How do I ensure go generate can be run from the root of the project and execute all directives in all sub packages.
You're looking for go generate ./...
.
Per go help generate
:
usage: go generate [-run regexp] [-n] [-v] [-x] [build flags] [file.go... | packages]
...
For more about specifying packages, see 'go help packages'.
go help packages
:
Many commands apply to a set of packages:
go action [packages]
Usually, [packages] is a list of import paths.
An import path that is a rooted path or that begins with
a . or .. element is interpreted as a file system path and
denotes the package in that directory.
Otherwise, the import path P denotes the package found in
the directory DIR/src/P for some DIR listed in the GOPATH
environment variable (For more details see: 'go help gopath').

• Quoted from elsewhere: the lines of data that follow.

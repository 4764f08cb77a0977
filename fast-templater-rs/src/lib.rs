//! Fast Templater - template insertion for Obsidian-style vaults.
//!
//! # Overview
//!
//! Fast Templater inserts note templates at the cursor and merges structured
//! frontmatter into the note while doing so:
//! - Frontmatter presets: named, typed field schemas with defaults
//! - Four-tier merge (preset defaults, note, template, user input) with tag union
//! - Typed coercion of user input (text, select, date, multi-select)
//! - Preset import/export and id generation
//! - Preset recommendation for a template
//! - Optional macro expansion through an external command
//!
//! # Example
//!
//! ```no_run
//! use fast_templater::editor::TextBuffer;
//! use fast_templater::expander::Disabled;
//! use fast_templater::insert::{InsertRequest, insert_template};
//! use fast_templater::settings::Settings;
//! use fast_templater::types::Template;
//!
//! let template = Template::new("Templates/Daily.md", "---\ntags: [daily]\n---\n## Log\n");
//! let mut note = TextBuffer::new("---\ntitle: Today\n---\n");
//! let outcome = insert_template(
//!     Some(&mut note),
//!     InsertRequest::new(&template),
//!     &Settings::default(),
//!     &Disabled,
//! )
//! .unwrap();
//! println!("merged: {}", outcome.frontmatter_merged);
//! println!("{}", note.as_str());
//! ```

pub mod cli;
pub mod config;
pub mod editor;
pub mod error;
pub mod expander;
pub mod insert;
pub mod library;
pub mod matcher;
pub mod merge;
pub mod parser;
pub mod preset;
pub mod settings;
pub mod types;
pub mod validation;
pub mod vault;

// Re-export main types at crate root
pub use config::Config;
pub use error::{Result, TemplaterError};
pub use insert::{InsertOutcome, InsertRequest, insert_template};
pub use settings::{Settings, SettingsManager};
pub use types::*;
pub use vault::Vault;
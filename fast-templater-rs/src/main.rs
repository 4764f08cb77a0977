//! Fast Templater CLI entry point.

use clap::Parser;
use fast_templater::cli::args::{Cli, Commands};
use fast_templater::cli::output::Output;
use fast_templater::cli::{insert, parse, presets, settings, templates};
use fast_templater::config::Config;
use fast_templater::error::{Result, exit_code};
use fast_templater::vault::Vault;
use std::process::ExitCode;
use tracing_subscriber::EnvFilter;

fn main() -> ExitCode {
    let cli = Cli::parse();
    init_logging(&cli);

    match run(&cli) {
        Ok(()) => ExitCode::from(exit_code::SUCCESS as u8),
        Err(e) => {
            if !cli.quiet {
                eprintln!("Error: {}", e);
            }
            ExitCode::from(e.exit_code() as u8)
        }
    }
}

fn init_logging(cli: &Cli) {
    let filter = EnvFilter::try_from_default_env()
        .unwrap_or_else(|_| EnvFilter::new(format!("fast_templater={}", cli.log_level())));
    tracing_subscriber::fmt()
        .with_env_filter(filter)
        .with_writer(std::io::stderr)
        .with_target(false)
        .init();
}

fn run(cli: &Cli) -> Result<()> {
    // Load config
    let config = Config::load()?;

    // Resolve vault path
    let vault_path = config.resolve_vault_path(cli.vault.as_deref())?;
    let mut vault = Vault::open(vault_path, config, cli.settings.as_deref())?;

    // Create output helper
    let output = Output::new(cli.output_format(), cli.quiet);

    // Dispatch command
    match &cli.command {
        Commands::Presets(command) => presets::run(&mut vault, command, &output),
        Commands::Templates(command) => templates::run(&vault, command, &output),
        Commands::Parse(args) => parse::run(&vault, args, &output),
        Commands::Insert(args) => insert::run(&mut vault, args, cli.no_templater, &output),
        Commands::Settings(command) => settings::run(&vault, command, &output),
    }
}
//! Preset commands implementation.

use crate::cli::args::{
    CreatePresetArgs, DescribePresetArgs, ExportPresetsArgs, FieldDefArgs, ImportPresetsArgs,
    PresetCommands, RenamePresetArgs, SetFieldsArgs,
};
use crate::cli::output::{CommandResponse, Output};
use crate::error::{Result, TemplaterError};
use crate::preset::{ImportStrategy, PresetDraft};
use crate::types::{FieldType, FrontmatterField, FrontmatterPreset};
use crate::vault::Vault;
use serde::Serialize;
use std::io::Read;

#[derive(Debug, Serialize)]
pub struct PresetSummary<'a> {
    pub id: &'a str,
    pub name: &'a str,
    pub fields: usize,
    #[serde(skip_serializing_if = "Option::is_none")]
    pub description: Option<&'a str>,
}

impl<'a> From<&'a FrontmatterPreset> for PresetSummary<'a> {
    fn from(preset: &'a FrontmatterPreset) -> Self {
        Self {
            id: &preset.id,
            name: &preset.name,
            fields: preset.fields.len(),
            description: preset.description.as_deref(),
        }
    }
}

#[derive(Debug, Serialize)]
pub struct PresetListResponse<'a> {
    pub presets: Vec<PresetSummary<'a>>,
    pub total: usize,
}

#[derive(Debug, Serialize)]
pub struct SuggestIdResponse {
    pub name: String,
    pub id: String,
}

pub fn run(vault: &mut Vault, command: &PresetCommands, output: &Output) -> Result<()> {
    match command {
        PresetCommands::List => list(vault, output),
        PresetCommands::Show(args) => {
            let presets = vault.presets();
            output.print(presets.require(&args.id)?)
        }
        PresetCommands::Create(args) => create(vault, args, output),
        PresetCommands::Rename(args) => rename(vault, args, output),
        PresetCommands::Describe(args) => describe(vault, args, output),
        PresetCommands::SetFields(args) => set_fields(vault, args, output),
        PresetCommands::Duplicate(args) => {
            let copy = vault.presets().duplicate(&args.id)?;
            output.print(&CommandResponse::data(copy).with_message(format!("Duplicated '{}'", args.id)))
        }
        PresetCommands::Delete(args) => {
            let removed = vault.presets().delete(&args.id)?;
            output.print(&CommandResponse::message(format!(
                "Deleted preset '{}' ({})",
                removed.name, removed.id
            )))
        }
        PresetCommands::Export(args) => export(vault, args, output),
        PresetCommands::Import(args) => import(vault, args, output),
        PresetCommands::SuggestId(args) => {
            let id = vault.presets().suggest_id(&args.name);
            output.print(&SuggestIdResponse {
                name: args.name.clone(),
                id,
            })
        }
    }
}

fn list(vault: &mut Vault, output: &Output) -> Result<()> {
    let presets = &vault.settings().get().frontmatter_presets;
    output.print(&PresetListResponse {
        presets: presets.iter().map(PresetSummary::from).collect(),
        total: presets.len(),
    })
}

fn create(vault: &mut Vault, args: &CreatePresetArgs, output: &Output) -> Result<()> {
    let mut draft = PresetDraft::new(&args.name).with_fields(read_fields(&args.fields)?);
    if let Some(id) = &args.id {
        draft = draft.with_id(id);
    }
    if let Some(description) = &args.description {
        draft = draft.with_description(description);
    }
    let preset = vault.presets().create(draft)?;
    output.print(&CommandResponse::data(&preset).with_message(format!("Created preset '{}'", preset.id)))
}

fn rename(vault: &mut Vault, args: &RenamePresetArgs, output: &Output) -> Result<()> {
    vault.presets().rename(&args.id, &args.name)?;
    output.print(&CommandResponse::message(format!(
        "Renamed preset '{}' to '{}'",
        args.id,
        args.name.trim()
    )))
}

fn describe(vault: &mut Vault, args: &DescribePresetArgs, output: &Output) -> Result<()> {
    vault
        .presets()
        .set_description(&args.id, args.description.clone())?;
    let message = match &args.description {
        Some(_) => format!("Updated description of '{}'", args.id),
        None => format!("Cleared description of '{}'", args.id),
    };
    output.print(&CommandResponse::message(message))
}

fn set_fields(vault: &mut Vault, args: &SetFieldsArgs, output: &Output) -> Result<()> {
    let fields = read_fields(&args.fields)?;
    let mut presets = vault.presets();
    presets.update_fields(&args.id, fields)?;
    let preset = presets.require(&args.id)?;
    output.print(&CommandResponse::data(preset).with_message(format!("Updated fields of '{}'", args.id)))
}

fn export(vault: &mut Vault, args: &ExportPresetsArgs, output: &Output) -> Result<()> {
    let presets = vault.presets();
    match &args.output {
        Some(path) => {
            std::fs::write(path, presets.export_json()?)?;
            output.print(&CommandResponse::message(format!(
                "Exported {} presets to {}",
                presets.list().len(),
                path.display()
            )))
        }
        None => output.print(&presets.export()),
    }
}

fn import(vault: &mut Vault, args: &ImportPresetsArgs, output: &Output) -> Result<()> {
    let json = if args.file.as_os_str() == "-" {
        let mut buf = String::new();
        std::io::stdin().read_to_string(&mut buf)?;
        buf
    } else {
        std::fs::read_to_string(&args.file)?
    };
    let strategy = if args.replace {
        ImportStrategy::Replace
    } else {
        ImportStrategy::Merge
    };
    let report = vault.presets().import_json(&json, strategy)?;
    for renamed in &report.renamed {
        output.warn(&format!(
            "Preset '{}' imported as '{}' (id '{}' was taken)",
            renamed.name, renamed.to, renamed.from
        ));
    }
    output.print(&report)
}

fn read_fields(args: &FieldDefArgs) -> Result<Vec<FrontmatterField>> {
    if let Some(path) = &args.fields_file {
        let json = std::fs::read_to_string(path)?;
        return Ok(serde_json::from_str(&json)?);
    }
    args.fields.iter().map(|def| parse_field_def(def)).collect()
}

/// Parse `KEY:TYPE[:LABEL[:OPTIONS[:DEFAULT]]]`. The label defaults to the
/// key and options are separated by `|`.
pub fn parse_field_def(def: &str) -> Result<FrontmatterField> {
    let mut parts = def.splitn(5, ':');
    let key = parts.next().unwrap_or_default().trim();
    let kind = parts.next().map(str::trim).ok_or_else(|| TemplaterError::InvalidField {
        field: key.to_string(),
        message: format!("expected KEY:TYPE, got '{}'", def),
    })?;

    let (field_type, timestamp) = match kind {
        "timestamp" => (FieldType::Date, true),
        other => (
            FieldType::parse(other).ok_or_else(|| TemplaterError::InvalidField {
                field: key.to_string(),
                message: format!(
                    "unknown type '{}' (expected text, select, date, multi-select or timestamp)",
                    other
                ),
            })?,
            false,
        ),
    };

    let label = parts
        .next()
        .map(str::trim)
        .filter(|l| !l.is_empty())
        .unwrap_or(key);
    let options: Vec<String> = parts
        .next()
        .map(|o| {
            o.split('|')
                .map(str::trim)
                .filter(|s| !s.is_empty())
                .map(str::to_string)
                .collect()
        })
        .unwrap_or_default();
    let default = parts.next().unwrap_or_default();

    let mut field = FrontmatterField::new(key, field_type, label)
        .with_options(options)
        .with_default(default);
    if timestamp {
        field = field.with_templater_timestamp();
    }
    Ok(field)
}
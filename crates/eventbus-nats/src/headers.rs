use async_nats::HeaderMap;
use bytes::Bytes;
use eventbus::{Delivery, MessageId, now_nanos};

/// Message id header.
pub const MESSAGE_ID: &str = "Eventbus-Msg-Id";

/// Producer timestamp header, nanoseconds since the Unix epoch.
pub const TIMESTAMP: &str = "Eventbus-Timestamp";

/// Delivery attempt header.
pub const ATTEMPTS: &str = "Eventbus-Attempts";

/// Headers stamped on a freshly published message.
pub fn outgoing() -> HeaderMap {
    let mut headers = HeaderMap::new();
    headers.insert(MESSAGE_ID, MessageId::generate().to_string().as_str());
    headers.insert(TIMESTAMP, now_nanos().to_string().as_str());
    headers.insert(ATTEMPTS, "1");
    headers
}

/// Rebuilds a delivery from a received payload. Missing or malformed headers
/// fall back to a fresh id, the receive time and a first attempt.
pub fn incoming(headers: Option<&HeaderMap>, payload: Bytes) -> Delivery {
    let value = |name: &str| {
        headers
            .and_then(|headers| headers.get(name))
            .map(|value| value.as_str().to_string())
    };

    let mut delivery = Delivery::new(payload);
    if let Some(id) = value(MESSAGE_ID).and_then(|id| MessageId::try_from(id.as_bytes()).ok()) {
        delivery.id = id;
    }
    if let Some(timestamp) = value(TIMESTAMP).and_then(|ts| ts.parse().ok()) {
        delivery.timestamp = timestamp;
    }
    if let Some(attempts) = value(ATTEMPTS).and_then(|n| n.parse().ok()) {
        delivery.attempts = attempts;
    }
    delivery
}
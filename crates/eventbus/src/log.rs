//! Injectable logging.
//!
//! Every producer, consumer and backend connection carries its own
//! [`LogHandle`]: a [`Logger`] plus the minimum [`LogLevel`] it emits. The
//! composition root picks the logger (usually [`TracingLogger`]); instances can
//! swap theirs at runtime through their `set_logger` methods.

use std::fmt;
use std::str::FromStr;
use std::sync::Arc;

use thiserror::Error;

/// Severity of a log message, ordered `Debug < Info < Warn < Error`.
#[derive(Clone, Copy, Debug, Default, Eq, Hash, Ord, PartialEq, PartialOrd)]
pub enum LogLevel {
    /// Diagnostic chatter.
    Debug,

    /// Normal lifecycle events.
    #[default]
    Info,

    /// Something unexpected that was handled.
    Warn,

    /// A failed operation.
    Error,
}

impl LogLevel {
    /// Upper-case name of the level.
    #[must_use]
    pub const fn as_str(self) -> &'static str {
        match self {
            Self::Debug => "DEBUG",
            Self::Info => "INFO",
            Self::Warn => "WARN",
            Self::Error => "ERROR",
        }
    }
}

impl fmt::Display for LogLevel {
    fn fmt(&self, f: &mut fmt::Formatter<'_>) -> fmt::Result {
        f.write_str(self.as_str())
    }
}

/// Error returned when parsing an unknown level name.
#[derive(Clone, Debug, Error, Eq, PartialEq)]
#[error("unknown log level: {0}")]
pub struct ParseLogLevelError(String);

impl FromStr for LogLevel {
    type Err = ParseLogLevelError;

    fn from_str(s: &str) -> Result<Self, Self::Err> {
        match s.to_ascii_lowercase().as_str() {
            "debug" => Ok(Self::Debug),
            "info" => Ok(Self::Info),
            "warn" | "warning" => Ok(Self::Warn),
            "error" => Ok(Self::Error),
            _ => Err(ParseLogLevelError(s.to_string())),
        }
    }
}

impl From<LogLevel> for tracing::Level {
    fn from(level: LogLevel) -> Self {
        match level {
            LogLevel::Debug => Self::DEBUG,
            LogLevel::Info => Self::INFO,
            LogLevel::Warn => Self::WARN,
            LogLevel::Error => Self::ERROR,
        }
    }
}

/// Sink for log records.
pub trait Logger: Send + Sync + 'static {
    /// Writes one already-filtered record.
    fn log(&self, level: LogLevel, message: &str);
}

/// Forwards records to `tracing` events under the `eventbus` target.
#[derive(Clone, Copy, Debug, Default)]
pub struct TracingLogger;

impl Logger for TracingLogger {
    fn log(&self, level: LogLevel, message: &str) {
        match level {
            LogLevel::Debug => tracing::debug!(target: "eventbus", "{message}"),
            LogLevel::Info => tracing::info!(target: "eventbus", "{message}"),
            LogLevel::Warn => tracing::warn!(target: "eventbus", "{message}"),
            LogLevel::Error => tracing::error!(target: "eventbus", "{message}"),
        }
    }
}

/// Discards everything.
#[derive(Clone, Copy, Debug, Default)]
pub struct NoopLogger;

impl Logger for NoopLogger {
    fn log(&self, _level: LogLevel, _message: &str) {}
}

/// A logger paired with the minimum level it emits.
#[derive(Clone)]
pub struct LogHandle {
    logger: Arc<dyn Logger>,
    level: LogLevel,
}

impl LogHandle {
    /// Creates a handle around `logger` that emits records at `level` or above.
    pub fn new(logger: Arc<dyn Logger>, level: LogLevel) -> Self {
        Self { logger, level }
    }

    /// A [`TracingLogger`] handle.
    #[must_use]
    pub fn tracing(level: LogLevel) -> Self {
        Self::new(Arc::new(TracingLogger), level)
    }

    /// A handle that emits nothing.
    #[must_use]
    pub fn noop() -> Self {
        Self::new(Arc::new(NoopLogger), LogLevel::Error)
    }

    /// The minimum emitted level.
    #[must_use]
    pub const fn level(&self) -> LogLevel {
        self.level
    }

    /// Returns a copy of this handle with a different level.
    #[must_use]
    pub fn with_level(&self, level: LogLevel) -> Self {
        Self::new(self.logger.clone(), level)
    }

    /// Whether a record at `level` would be emitted.
    #[must_use]
    pub fn enabled(&self, level: LogLevel) -> bool {
        self.level <= level
    }

    /// Emits `args` at `level` if enabled.
    pub fn log(&self, level: LogLevel, args: fmt::Arguments<'_>) {
        if self.enabled(level) {
            self.logger.log(level, &args.to_string());
        }
    }

    /// Emits at [`LogLevel::Debug`].
    pub fn debug(&self, args: fmt::Arguments<'_>) {
        self.log(LogLevel::Debug, args);
    }

    /// Emits at [`LogLevel::Info`].
    pub fn info(&self, args: fmt::Arguments<'_>) {
        self.log(LogLevel::Info, args);
    }

    /// Emits at [`LogLevel::Warn`].
    pub fn warn(&self, args: fmt::Arguments<'_>) {
        self.log(LogLevel::Warn, args);
    }

    /// Emits at [`LogLevel::Error`].
    pub fn error(&self, args: fmt::Arguments<'_>) {
        self.log(LogLevel::Error, args);
    }
}

impl Default for LogHandle {
    fn default() -> Self {
        Self::tracing(LogLevel::default())
    }
}

impl fmt::Debug for LogHandle {
    fn fmt(&self, f: &mut fmt::Formatter<'_>) -> fmt::Result {
        f.debug_struct("LogHandle")
            .field("level", &self.level)
            .finish_non_exhaustive()
    }
}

If no import paths are given, the action applies to the
package in the current directory.
...
An import path is a pattern if it includes one or more "..." wildcards,
each of which can match any string, including the empty string and
strings containing slashes. Such a pattern expands to all package
directories found in the GOPATH trees with names matching the
patterns.
So, when you don't specify a package to a Go command that takes one, it assumes the package is the current directory. Subdirectories are different packages, so they aren't included. A handy shorthand for "this package and all packages in sudirectories underneath it recursively" is ./...
, as in
go get ./...
go generate ./...
go test ./...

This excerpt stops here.